**GIVEN RECORDS:**
---*---

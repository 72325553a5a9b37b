//! Body codecs.

use serde::de::DeserializeOwned;
use serde::Serialize;
use thiserror::Error;

/// Encoding or decoding failure reported by a [`Codec`].
#[derive(Debug, Clone, PartialEq, Eq, Error)]
#[error("{0}")]
pub struct CodecError(pub String);

/// Wire format for request and response bodies.
///
/// A codec is chosen per body parameter (see
/// [`HandlerBuilder::body_with`](crate::HandlerBuilder::body_with)); JSON is
/// the default.
///
/// # Examples
///
/// ```
/// use ferrous_web::{Codec, CodecError};
/// use serde::{de::DeserializeOwned, Serialize};
///
/// /// Accepts `key=value&...` bodies.
/// struct FormCodec;
///
/// impl Codec for FormCodec {
///     fn content_type(&self) -> &'static str {
///         "application/x-www-form-urlencoded"
///     }
///
///     fn decode<T: DeserializeOwned>(&self, bytes: &[u8]) -> Result<T, CodecError> {
///         let pairs: serde_json::Map<String, serde_json::Value> = url::form_urlencoded::parse(bytes)
///             .map(|(k, v)| (k.into_owned(), serde_json::Value::String(v.into_owned())))
///             .collect();
///         serde_json::from_value(pairs.into()).map_err(|e| CodecError(e.to_string()))
///     }
///
///     fn encode<T: Serialize>(&self, _value: &T) -> Result<Vec<u8>, CodecError> {
///         Err(CodecError("form encoding is not supported".into()))
///     }
/// }
/// ```
pub trait Codec: Send + Sync + 'static {
    /// Media type this codec reads and writes, without parameters.
    fn content_type(&self) -> &'static str;

    fn decode<T: DeserializeOwned>(&self, bytes: &[u8]) -> Result<T, CodecError>;

    fn encode<T: Serialize>(&self, value: &T) -> Result<Vec<u8>, CodecError>;

    /// Whether a request `Content-Type` header value is acceptable.
    ///
    /// Compares the media type case-insensitively and ignores parameters
    /// such as `charset`.
    fn accepts(&self, header: &str) -> bool {
        let essence = header.split(';').next().unwrap_or("").trim();
        essence.eq_ignore_ascii_case(self.content_type())
    }
}

/// JSON codec backed by `serde_json`.
#[derive(Debug, Clone, Copy, Default)]
pub struct JsonCodec;

impl Codec for JsonCodec {
    fn content_type(&self) -> &'static str {
        "application/json"
    }

    fn decode<T: DeserializeOwned>(&self, bytes: &[u8]) -> Result<T, CodecError> {
        serde_json::from_slice(bytes).map_err(|e| CodecError(e.to_string()))
    }

    fn encode<T: Serialize>(&self, value: &T) -> Result<Vec<u8>, CodecError> {
        serde_json::to_vec(value).map_err(|e| CodecError(e.to_string()))
    }
}

#[cfg(test)]
mod tests {
    use super::*;

    #[test]
    fn accepts_ignores_parameters_and_case() {
        let codec = JsonCodec;
        assert!(codec.accepts("application/json"));
        assert!(codec.accepts("Application/JSON; charset=utf-8"));
        assert!(!codec.accepts("text/plain"));
    }

    #[test]
    fn decode_error_is_reported() {
        let err = JsonCodec.decode::<u32>(b"\"x\"").unwrap_err();
        assert!(err.0.contains("invalid type"));
    }
}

---*---

**WORK INSTRUCTION:** Look through the entries above, and wherever a line holds the string "bodies", copy it.

**PROBLEM SOLUTION:**
/// Wire format for request and response bodies.
/// /// Accepts `key=value&...` bodies.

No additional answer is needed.